The Committee may base performance goals on other Performance
Measures not listed above for Awards granted to individuals
other than Covered Employees. The Performance Measures for any
particular Award shall be set forth in the applicable Award
Agreement as determined by the Committee and need not be uniform
among Participants.
7.2 Evaluation of Performance. The Committee may
provide in any such Award that any calculation of performance
may include or exclude any of the following events that occur
during a Performance Period: (a) asset write-downs or
impairments, (b) litigation or claim judgments or
settlements, (c) the effect of changes in tax laws,
accounting principles, or other laws or provisions affecting
reported results, (d) reorganization and restructuring
programs, (e) extraordinary items pursuant to GAAP
and/or in
managements discussion and analysis of financial condition
and results of operations appearing in the Companys annual
report to shareholders for the applicable year,
(f) acquisitions or divestitures, (g) foreign exchange
gains and losses, and (h) stock repurchases and imputed
income on stock repurchases.
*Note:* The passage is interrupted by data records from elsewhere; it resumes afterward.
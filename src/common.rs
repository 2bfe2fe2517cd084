/**
 * Definitions of data structures used by several modules, such as `QuizError` and the
 * options that configure a run of the quiz.
 */
use std::error;
use std::fmt;
use std::io;


pub type Result<T> = ::std::result::Result<T, QuizError>;


#[derive(Debug)]
pub enum QuizError {
    /// For when a question is built from malformed data, e.g. too few options.
    InvalidQuestion { prompt: String, reason: String },
    /// For JSON errors in the built-in question set.
    Json(serde_json::Error),
    Io(io::Error),
    ReadlineInterrupted,
    ReadlineEof,
    ReadlineOther,
    EmptyQuiz,
}


impl fmt::Display for QuizError {
    fn fmt(&self, f: &mut fmt::Formatter) -> fmt::Result {
        match *self {
            QuizError::InvalidQuestion { ref prompt, ref reason } => {
                write!(f, "invalid question '{}' ({})", prompt, reason)
            },
            QuizError::Json(ref err) => {
                write!(f, "could not parse JSON ({})", err)
            },
            QuizError::Io(ref err) => {
                write!(f, "IO error ({})", err)
            },
            QuizError::EmptyQuiz => {
                write!(f, "no questions found")
            },
            QuizError::ReadlineInterrupted => {
                write!(f, "quiz interrupted")
            },
            QuizError::ReadlineEof => {
                write!(f, "input ended before the quiz was finished")
            },
            QuizError::ReadlineOther => {
                write!(f, "error while reading input")
            },
        }
    }
}


impl error::Error for QuizError {
    fn source(&self) -> Option<&(dyn error::Error + 'static)> {
        match *self {
            QuizError::Json(ref err) => Some(err),
            QuizError::Io(ref err) => Some(err),
            _ => None,
        }
    }
}


impl From<serde_json::Error> for QuizError {
    fn from(err: serde_json::Error) -> Self {
        QuizError::Json(err)
    }
}


pub fn is_broken_pipe(e: &QuizError) -> bool {
    if let QuizError::Io(e) = e {
        if let io::ErrorKind::BrokenPipe = e.kind() {
            return true;
        }
    }
    false
}


/// Holds the configuration for one run of the quiz.
#[derive(Debug, Clone)]
pub struct TakeOptions {
    /// Title shown in the welcome banner.
    pub title: String,
    /// Ask the questions in a random order instead of the order they were given in.
    pub shuffle_questions: bool,
    /// Show the options of each question in a random order.
    pub shuffle_options: bool,
}


impl TakeOptions {
    /// Options for asking every question as written, in order.
    pub fn in_order() -> Self {
        TakeOptions { shuffle_questions: false, shuffle_options: false, ..Self::default() }
    }
}


impl Default for TakeOptions {
    fn default() -> Self {
        TakeOptions {
            title: String::from("Java Developer Quiz"),
            shuffle_questions: true,
            shuffle_options: true,
        }
    }
}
To the extent such inclusions or
exclusions affect Awards to Covered Employees, they shall be
prescribed in a form that meets the requirements of Code
Section 162(m) for deductibility.
7.3 Adjustment of Performance-Based
Compensation. Awards that are designed to qualify as
Performance-Based Compensation and that are held by Covered
Employees may not be adjusted upward. The Committee shall retain
the discretion to adjust such Awards downward, either on a
formulary or discretionary basis or any combination thereof, as
the Committee determines.
7.4 Committee Discretion. In the event that
applicable tax
and/or
securities laws change to permit Committee discretion to alter
the governing Performance Measures without obtaining shareholder
approval of such changes, the Committee shall have sole
discretion to make such changes without obtaining shareholder
approval. In addition, in the event that the Committee
determines that it is advisable to grant Awards that shall not
qualify as Performance-Based Compensation, the Committee may
make such grants without satisfying the requirements of Code
Section 162(m) and base vesting on Performance Measures
other than those set forth in Section 7.1.
ARTICLE 8.
Beneficiary
Designation
Each Participant under the Plan may, from time to time, name any
beneficiary or beneficiaries (who may be named contingently or
successively) to whom any benefit under the Plan is to be paid
in case of his or her death before he or she receives any or all
of such benefit. Each such designation shall revoke all prior
designations by the same Participant, shall be in a form
prescribed by the Committee, and shall become effective only
when filed by the Participant in writing with the Company during
the Participants lifetime. In the absence of any such
designation, earned benefits remaining unpaid at the
Participants death shall be paid to the Participants
estate.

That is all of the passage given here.